Source: Manitoba Heritage Council Minutes, June 12, 1993
Character-Defining Elements
Key elements that define the heritage character the St. Boniface Cathedral site include:
- the location on the east bank of the Red River, at the junction of avenues Tache and de la Cathedrale in St. Boniface, amongst related sites, including the Archbishop's Palace, Grey Nuns' Convent and St. Boniface College
- the structure's east/west orientation on well-groomed grounds fronted by a cemetery that holds important pioneer families and historical figures, including Louis Riel, Jean-Baptiste Lagimodiere and Marie-Anne Gaboury, Bishop Grandin, etc.
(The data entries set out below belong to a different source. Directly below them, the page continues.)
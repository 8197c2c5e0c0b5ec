//! Platform-specific intrinsics behind the AESL capability boundary.
//!
//! The implementation is selected once: at compile time when the relevant
//! target features are enabled, otherwise through a one-time runtime CPU
//! probe (with `std`). The probe result is cached in an atomic and read-only
//! afterwards; without hardware support the constant-time bitsliced software
//! implementation is used.

#![allow(unsafe_code)]

/// AES round function without key addition: MixColumns(ShiftRows(SubBytes(x))).
#[inline]
pub fn aesl(block: &[u8; 16]) -> [u8; 16] {
    #[cfg(all(
        target_arch = "aarch64",
        target_feature = "neon",
        target_feature = "aes"
    ))]
    return aarch64::aesl(block);

    #[cfg(all(
        target_arch = "aarch64",
        not(all(target_feature = "neon", target_feature = "aes")),
        feature = "std"
    ))]
    if detect::aes_available() {
        return unsafe { aarch64::aesl_unchecked(block) };
    }

    #[cfg(all(target_arch = "x86_64", target_feature = "aes"))]
    return x86_64::aesl(block);

    #[cfg(all(target_arch = "x86_64", not(target_feature = "aes"), feature = "std"))]
    if detect::aes_available() {
        return unsafe { x86_64::aesl_unchecked(block) };
    }

    #[allow(unreachable_code)]
    fallback::aesl(block)
}

/// XOR-reduce the sixteen state blocks into a single block.
#[inline]
pub fn xor_reduce_blocks(blocks: &[[u8; 16]; 16]) -> [u8; 16] {
    #[cfg(target_arch = "aarch64")]
    return aarch64::xor_reduce_blocks(blocks);

    #[cfg(target_arch = "x86_64")]
    return x86_64::xor_reduce_blocks(blocks);

    #[allow(unreachable_code)]
    fallback::xor_reduce_blocks(blocks)
}

#[cfg(all(
    feature = "std",
    any(
        all(target_arch = "x86_64", not(target_feature = "aes")),
        all(
            target_arch = "aarch64",
            not(all(target_feature = "neon", target_feature = "aes"))
        )
    )
))]
mod detect {
    use core::sync::atomic::{AtomicU8, Ordering};

    const UNPROBED: u8 = 0;
    const SOFTWARE: u8 = 1;
    const HARDWARE: u8 = 2;

    static AES_SUPPORT: AtomicU8 = AtomicU8::new(UNPROBED);

    /// Whether hardware AES instructions may be used on this CPU.
    ///
    /// First call performs the probe; later calls read the cached result.
    #[inline]
    pub fn aes_available() -> bool {
        match AES_SUPPORT.load(Ordering::Relaxed) {
            UNPROBED => probe(),
            state => state == HARDWARE,
        }
    }

    #[cold]
    fn probe() -> bool {
        #[cfg(target_arch = "x86_64")]
        let available = std::arch::is_x86_feature_detected!("aes");
        #[cfg(target_arch = "aarch64")]
        let available = std::arch::is_aarch64_feature_detected!("aes")
            && std::arch::is_aarch64_feature_detected!("neon");

        AES_SUPPORT.store(
            if available { HARDWARE } else { SOFTWARE },
            Ordering::Relaxed,
        );
        available
    }
}

#[cfg(target_arch = "aarch64")]
mod aarch64;

#[cfg(target_arch = "x86_64")]
mod x86_64;

mod fallback;
impl HiaeState {
    /// Create a new zero-initialized state.
    fn new() -> Self {
        Self {
            blocks: [[0u8; 16]; 16],
            offset: 0,
        }
    }

    /// Rotate the state left by one position. No data moves.
    #[inline]
    fn rol(&mut self) {
        self.offset = (self.offset + 1) % STATE_LEN;
    }

    /// Physical slot of logical index `i` at the current rotation.
    #[inline]
    fn slot(&self, i: usize) -> usize {
        (i + self.offset) % STATE_LEN
    }

    /// Absorb one input block without producing output.
    #[inline]
    fn update(&mut self, xi: &[u8; 16]) {
        let i0 = self.slot(0);
        let i1 = self.slot(1);
        let i3 = self.slot(3);
        let i13 = self.slot(13);

        let t = xor_block(
            &intrinsics::aesl(&xor_block(&self.blocks[i0], &self.blocks[i1])),
            xi,
        );
        self.blocks[i0] = xor_block(&intrinsics::aesl(&self.blocks[i13]), &t);
        self.blocks[i3] = xor_block(&self.blocks[i3], xi);
        self.blocks[i13] = xor_block(&self.blocks[i13], xi);
        self.rol();
    }

    /// Encrypt one plaintext block.
    #[inline]
    fn update_enc(&mut self, mi: &[u8; 16]) -> [u8; 16] {
        let i0 = self.slot(0);
        let i1 = self.slot(1);
        let i3 = self.slot(3);
        let i9 = self.slot(9);
        let i13 = self.slot(13);

        let t = xor_block(
            &intrinsics::aesl(&xor_block(&self.blocks[i0], &self.blocks[i1])),
            mi,
        );
        let ci = xor_block(&t, &self.blocks[i9]);
        self.blocks[i0] = xor_block(&intrinsics::aesl(&self.blocks[i13]), &t);
        self.blocks[i3] = xor_block(&self.blocks[i3], mi);
        self.blocks[i13] = xor_block(&self.blocks[i13], mi);
        self.rol();
        ci
    }

    /// Decrypt one ciphertext block.
    #[inline]
    fn update_dec(&mut self, ci: &[u8; 16]) -> [u8; 16] {
        let i0 = self.slot(0);
        let i1 = self.slot(1);
        let i3 = self.slot(3);
        let i9 = self.slot(9);
        let i13 = self.slot(13);

        let t = xor_block(ci, &self.blocks[i9]);
        let mi = xor_block(
            &intrinsics::aesl(&xor_block(&self.blocks[i0], &self.blocks[i1])),
            &t,
        );
        self.blocks[i0] = xor_block(&intrinsics::aesl(&self.blocks[i13]), &t);
        self.blocks[i3] = xor_block(&self.blocks[i3], &mi);
        self.blocks[i13] = xor_block(&self.blocks[i13], &mi);
        self.rol();
        mi
    }

    /// `update` with the rotation resolved at compile time. Only meaningful
    /// at `offset == 0`; sixteen consecutive calls with `I = 0..16` return
    /// the rotation to identity, so the offset is left untouched.
    #[inline]
    fn update_at<const I: usize>(&mut self, xi: &[u8; 16]) {
        let t = xor_block(
            &intrinsics::aesl(&xor_block(&self.blocks[I], &self.blocks[(I + 1) % 16])),
            xi,
        );
        self.blocks[I] = xor_block(&intrinsics::aesl(&self.blocks[(I + 13) % 16]), &t);
        self.blocks[(I + 3) % 16] = xor_block(&self.blocks[(I + 3) % 16], xi);
        self.blocks[(I + 13) % 16] = xor_block(&self.blocks[(I + 13) % 16], xi);
    }

    /// `update_enc` with the rotation resolved at compile time.
    #[inline]
    fn update_enc_at<const I: usize>(&mut self, mi: &[u8; 16]) -> [u8; 16] {
        let t = xor_block(
            &intrinsics::aesl(&xor_block(&self.blocks[I], &self.blocks[(I + 1) % 16])),
            mi,
        );
        let ci = xor_block(&t, &self.blocks[(I + 9) % 16]);
        self.blocks[I] = xor_block(&intrinsics::aesl(&self.blocks[(I + 13) % 16]), &t);
        self.blocks[(I + 3) % 16] = xor_block(&self.blocks[(I + 3) % 16], mi);
        self.blocks[(I + 13) % 16] = xor_block(&self.blocks[(I + 13) % 16], mi);
        ci
    }

    /// `update_dec` with the rotation resolved at compile time.
    #[inline]
    fn update_dec_at<const I: usize>(&mut self, ci: &[u8; 16]) -> [u8; 16] {
        let t = xor_block(ci, &self.blocks[(I + 9) % 16]);
        let mi = xor_block(
            &intrinsics::aesl(&xor_block(&self.blocks[I], &self.blocks[(I + 1) % 16])),
            &t,
        );
        self.blocks[I] = xor_block(&intrinsics::aesl(&self.blocks[(I + 13) % 16]), &t);
        self.blocks[(I + 3) % 16] = xor_block(&self.blocks[(I + 3) % 16], &mi);
        self.blocks[(I + 13) % 16] = xor_block(&self.blocks[(I + 13) % 16], &mi);
        mi
    }

    /// Absorb a batch of 16 blocks of associated data.
    ///
    /// Requires and preserves `offset == 0`.
    #[inline]
    fn absorb_batch(&mut self, ai: &[[u8; 16]; 16]) {
        debug_assert_eq!(self.offset, 0);
        self.update_at::<0>(&ai[0]);
        self.update_at::<1>(&ai[1]);
        self.update_at::<2>(&ai[2]);
        self.update_at::<3>(&ai[3]);
        self.update_at::<4>(&ai[4]);
        self.update_at::<5>(&ai[5]);
        self.update_at::<6>(&ai[6]);
        self.update_at::<7>(&ai[7]);
        self.update_at::<8>(&ai[8]);
        self.update_at::<9>(&ai[9]);
        self.update_at::<10>(&ai[10]);
        self.update_at::<11>(&ai[11]);
        self.update_at::<12>(&ai[12]);
        self.update_at::<13>(&ai[13]);
        self.update_at::<14>(&ai[14]);
        self.update_at::<15>(&ai[15]);
    }

    /// Encrypt a batch of 16 blocks.
    ///
    /// Requires and preserves `offset == 0`.
    #[inline]
    fn enc_batch(&mut self, mi: &[[u8; 16]; 16]) -> [[u8; 16]; 16] {
        debug_assert_eq!(self.offset, 0);
        [
            self.update_enc_at::<0>(&mi[0]),
            self.update_enc_at::<1>(&mi[1]),
            self.update_enc_at::<2>(&mi[2]),
            self.update_enc_at::<3>(&mi[3]),
            self.update_enc_at::<4>(&mi[4]),
            self.update_enc_at::<5>(&mi[5]),
            self.update_enc_at::<6>(&mi[6]),
            self.update_enc_at::<7>(&mi[7]),
            self.update_enc_at::<8>(&mi[8]),
            self.update_enc_at::<9>(&mi[9]),
            self.update_enc_at::<10>(&mi[10]),
            self.update_enc_at::<11>(&mi[11]),
            self.update_enc_at::<12>(&mi[12]),
            self.update_enc_at::<13>(&mi[13]),
            self.update_enc_at::<14>(&mi[14]),
            self.update_enc_at::<15>(&mi[15]),
        ]
    }

    /// Decrypt a batch of 16 blocks.
    ///
    /// Requires and preserves `offset == 0`.
    #[inline]
    fn dec_batch(&mut self, ci: &[[u8; 16]; 16]) -> [[u8; 16]; 16] {
        debug_assert_eq!(self.offset, 0);
        [
            self.update_dec_at::<0>(&ci[0]),
            self.update_dec_at::<1>(&ci[1]),
            self.update_dec_at::<2>(&ci[2]),
            self.update_dec_at::<3>(&ci[3]),
            self.update_dec_at::<4>(&ci[4]),
            self.update_dec_at::<5>(&ci[5]),
            self.update_dec_at::<6>(&ci[6]),
            self.update_dec_at::<7>(&ci[7]),
            self.update_dec_at::<8>(&ci[8]),
            self.update_dec_at::<9>(&ci[9]),
            self.update_dec_at::<10>(&ci[10]),
            self.update_dec_at::<11>(&ci[11]),
            self.update_dec_at::<12>(&ci[12]),
            self.update_dec_at::<13>(&ci[13]),
            self.update_dec_at::<14>(&ci[14]),
            self.update_dec_at::<15>(&ci[15]),
        ]
    }

    /// Apply 32 update rounds for full state diffusion.
    fn diffuse(&mut self, x: &[u8; 16]) {
        for _ in 0..32 {
            self.update(x);
        }
    }

    /// Initialize the state from key and nonce.
    fn init(&mut self, key: &[u8; 32], nonce: &[u8; 16]) {
        let mut k0 = [0u8; 16];
        let mut k1 = [0u8; 16];
        k0.copy_from_slice(&key[..16]);
        k1.copy_from_slice(&key[16..]);

        self.offset = 0;
        self.blocks[0] = C0;
        self.blocks[1] = k1;
        self.blocks[2] = *nonce;
        self.blocks[3] = C0;
        self.blocks[4] = [0u8; 16];
        self.blocks[5] = xor_block(nonce, &k0);
        self.blocks[6] = [0u8; 16];
        self.blocks[7] = C1;
        self.blocks[8] = xor_block(nonce, &k1);
        self.blocks[9] = [0u8; 16];
        self.blocks[10] = k1;
        self.blocks[11] = C0;
        self.blocks[12] = C1;
        self.blocks[13] = k1;
        self.blocks[14] = [0u8; 16];
        self.blocks[15] = xor_block(&C0, &C1);

        self.diffuse(&C0);

        // 32 rotations return the offset to 0, so logical and physical
        // indices coincide for the final key mix.
        debug_assert_eq!(self.offset, 0);
        self.blocks[9] = xor_block(&self.blocks[9], &k0);
        self.blocks[13] = xor_block(&self.blocks[13], &k1);

        k0.zeroize();
        k1.zeroize();
    }

    /// Decrypt a trailing partial ciphertext block of 1 to 15 bytes.
    ///
    /// Recovers the keystream the encryptor produced for its zero-padded
    /// final block, reconstructs the ciphertext bytes the encryptor threw
    /// away, and runs a normal block decryption so the state transitions
    /// match the encryption side exactly.
    fn dec_partial(&mut self, cn: &[u8], mn: &mut [u8]) {
        debug_assert!(!cn.is_empty() && cn.len() < BLOCK_LEN);
        debug_assert!(mn.len() >= cn.len());

        let i0 = self.slot(0);
        let i1 = self.slot(1);
        let i9 = self.slot(9);

        let mut padded = [0u8; 16];
        padded[..cn.len()].copy_from_slice(cn);

        let ks = xor_block(
            &xor_block(
                &intrinsics::aesl(&xor_block(&self.blocks[i0], &self.blocks[i1])),
                &padded,
            ),
            &self.blocks[i9],
        );

        let mut ci = [0u8; 16];
        ci[..cn.len()].copy_from_slice(cn);
        ci[cn.len()..].copy_from_slice(&ks[cn.len()..]);

        let mi = self.update_dec(&ci);
        mn[..cn.len()].copy_from_slice(&mi[..cn.len()]);
    }

    /// Generate the authentication tag from the encoded bit lengths.
    fn finalize(&mut self, ad_len_bits: u64, msg_len_bits: u64) -> [u8; 16] {
        let mut t = [0u8; 16];
        t[..8].copy_from_slice(&le64(ad_len_bits));
        t[8..].copy_from_slice(&le64(msg_len_bits));

        self.diffuse(&t);

        // The tag XORs every state block; rotation order is irrelevant to
        // an XOR reduction, so the physical layout can be used directly.
        intrinsics::xor_reduce_blocks(&self.blocks)
    }

    /// Absorb the associated data stream, zero-padding a trailing partial
    /// block.
    fn absorb_ad(&mut self, aad: &[u8]) {
        let mut i = 0;
        if self.offset == 0 {
            while i + BATCH_LEN <= aad.len() {
                let mut batch = [[0u8; 16]; 16];
                for (j, block) in batch.iter_mut().enumerate() {
                    block.copy_from_slice(&aad[i + j * BLOCK_LEN..i + (j + 1) * BLOCK_LEN]);
                }
                self.absorb_batch(&batch);
                i += BATCH_LEN;
            }
        }
        while i + BLOCK_LEN <= aad.len() {
            let mut block = [0u8; 16];
            block.copy_from_slice(&aad[i..i + BLOCK_LEN]);
            self.update(&block);
            i += BLOCK_LEN;
        }
        if i < aad.len() {
            let mut block = [0u8; 16];
            block[..aad.len() - i].copy_from_slice(&aad[i..]);
            self.update(&block);
        }
    }
}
Key elements that define the cathedral's exceptional Romanesque Revival styling include:
- the multi-storey limestone structure, an open-air shell formed by remnant wall planes, namely the ashlar facade and the rusticated segments of the north, south and sacristy walls
- the symmetrical two-part front elevation with a large central empty rose window recessed behind the main facade
- the monumental features of the main facade, including a large floriated compound arch resting on pilasters with heads featuring volutes, square corner towers abutted by lofty Corinthian columns with massive plinths and chevroned off-sets, and a large gable parapet depicting a seated bishop inset in a niche surrounded by diaper patterned nailhead mouldings, crow-stepped trim and projecting bands of billet moulds, all topped by a low-relief Greek cross
- the arcaded entrance composed of inner and outer round-arched openings with intrados inscribed with Greek crosses
- the numerous elongated rectangular and round-arched windows, many with radiating stone voussoirs and downward-sloping smooth-cut sills, and including the towers' tall narrow openings
- the details, including the crypts of Bishops Provencher, Tache, Langevin and Beliveau, the grand stone staircases, profuse detailing such as the modillioned cornice, limestone coping, dentilled and geometric banding, label moulding, and lion's head, diamond and floral motifs, etc.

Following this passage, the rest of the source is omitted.